Die weit auseinander liegenden jährlichen Höchst- und Tiefstwerte z.B. der Bestrahlungsstärke sind Ausdruck der Tatsache, dass in Mitteleuropa die Sonnenenergie sehr ungleichmäßig ist. Drei Viertel der Einstrahlung fallen im Sommerhalbjahr von April bis September an, nur ein Siebtel – aber zwei Drittel des Heizbedarfs – in den Monaten November bis Februar. Solange keine wirtschaftlichen Energiespeicher zur Verfügung stehen, können Solaranlagen den Bedarf nicht allein decken, sondern nur als Brennstoff-Sparer dienen. In sonnenreichen Ländern sind die Zukunftsaussichten für wirtschaftliche Solaranlagen günstiger.

Deutschland
Die jährliche Sonnenscheindauer liegt in Nordrhein-Westfalen und Rheinland-Pfalz mit 1.300 bis 1.500 Stunden am niedrigsten, in den südlichen Bundesländern mit 1.700 bis 1.900 Stunden am höchsten.

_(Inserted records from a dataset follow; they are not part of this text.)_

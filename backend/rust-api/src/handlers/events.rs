use axum::{
    extract::{Path, Query, State},
    http::{HeaderMap, StatusCode},
    response::{Html, IntoResponse, Response},
    Json,
};
use chrono::Utc;
use crate::error::ApiError;
use crate::models::{EventDetail, EventId, EventListQuery, EventListResponse, EventRecord};
use crate::pages;
use crate::AppState;

/// Programmatic requests carry `X-Requested-With: XMLHttpRequest` and get JSON.
pub fn wants_json(headers: &HeaderMap) -> bool {
    headers
        .get("x-requested-with")
        .and_then(|v| v.to_str().ok())
        .map(|v| v == "XMLHttpRequest")
        .unwrap_or(false)
}

/// GET / - event list, filtered by `filter` (upcoming|past) and `search` (title).
pub async fn event_list(
    State(state): State<AppState>,
    headers: HeaderMap,
    Query(params): Query<EventListQuery>,
) -> Response {
    let filter = params.time_filter();
    let search = params.search_text();
    let events = state.repo.list(filter, search, Utc::now()).await;
    tracing::debug!(filter = filter.as_str(), search, count = events.len(), "event list");

    if wants_json(&headers) {
        return Json(EventListResponse { events }).into_response();
    }
    Html(pages::event_list_page(filter, search, &events)).into_response()
}

pub(crate) async fn load_event(state: &AppState, event_id: EventId) -> Result<EventRecord, ApiError> {
    state.repo.get(event_id).await.ok_or_else(|| {
        tracing::info!("No event found with id: {}", event_id);
        ApiError::NotFound(format!("event {}", event_id))
    })
}

pub(crate) async fn detail_for(state: &AppState, event: &EventRecord) -> EventDetail {
    let count = state.repo.registration_count(event.id).await;
    EventDetail::new(event, count, Utc::now())
}

/// GET /event/:id/
pub async fn event_detail(
    State(state): State<AppState>,
    headers: HeaderMap,
    Path(event_id): Path<EventId>,
) -> Result<Response, ApiError> {
    let event = load_event(&state, event_id).await?;
    let detail = detail_for(&state, &event).await;
    if wants_json(&headers) {
        return Ok(Json(detail).into_response());
    }
    Ok(Html(pages::event_detail_page(&detail, None, None)).into_response())
}

pub async fn not_found() -> impl IntoResponse {
    (StatusCode::NOT_FOUND, Html(pages::not_found_page()))
}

Ähnliche Unterschiede zeigt auch die Einstrahlung, die im Durchschnitt 1.000 kWh je m² und Jahr beträgt.

Österreich
Entsprechend seiner südlicheren Lage und durchschnittlich etwas höheren Sonnenscheindauer erreicht die Einstrahlung im Mittel 1.200, in Westösterreich und Kärnten 1.300 und im Hochgebirge sogar über 1.400 kWh je m² und Jahr.

Schweiz
Bei Durchschnittswerten wie jenen Österreichs ist die Einstrahlung im Mittelland infolge der häufigen winterlichen Hochnebeldecke spürbar niedriger. Als erstes Land hat die Schweiz 1985 ein Verzeichnis mit der monatlichen und jährlichen Einstrahlung auf jeder der über 3.000 Gemeinden erstellt.